Zmiana następuje po, jak napisali, okresie „osobistej refleksji, dyskusji w zespole, modlitwy i wielu szczerych rozmów z niektórymi z naszych najbliższych czarnych przyjaciół i kolegów.”
„Obserwowaliśmy i słuchaliśmy bardziej niż kiedykolwiek w ciągu tych ostatnich kilku tygodni, a nasze serca zostały poruszone z przekonaniem, nasze oczy otworzyły się szeroko na niesprawiedliwości, nierówności i uprzedzenia, z którymi czarne kobiety i mężczyźni zawsze się mierzyli i nadal mierzą się każdego dnia,” napisali. „Teraz ujawniły się martwe punkty, o których istnieniu nawet nie wiedzieliśmy”.

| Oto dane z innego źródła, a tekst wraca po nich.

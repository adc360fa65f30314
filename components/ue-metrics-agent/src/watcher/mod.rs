pub mod poller;
pub mod watcher;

Zespół przyrzekł, że ich zmiana nazwy jest tylko pierwszym z wielu kroków, które podejmą w zobowiązaniu do „praktykowania antyrasizmu”.
„Będziemy nadal się kształcić, prowadzić trudne rozmowy i przeszukiwać te części naszych serc, które wymagają przycięcia — aby wyrosnąć na lepszych ludzi, lepszych sąsiadów”, napisali. „Naszym następnym krokiem na zewnątrz będzie darowizna na rzecz inicjatywy równej sprawiedliwości poprzez Ladyaid. Naszą modlitwą jest to, że jeśli będziemy dawać przykład… z pokorą, miłością, empatią i działaniem… możemy być lepszymi sojusznikami dla tych, którzy cierpią z powodu mówionej i niewypowiedzianej niesprawiedliwości, jednocześnie wpływając na nasze dzieci i przyszłe pokolenia.”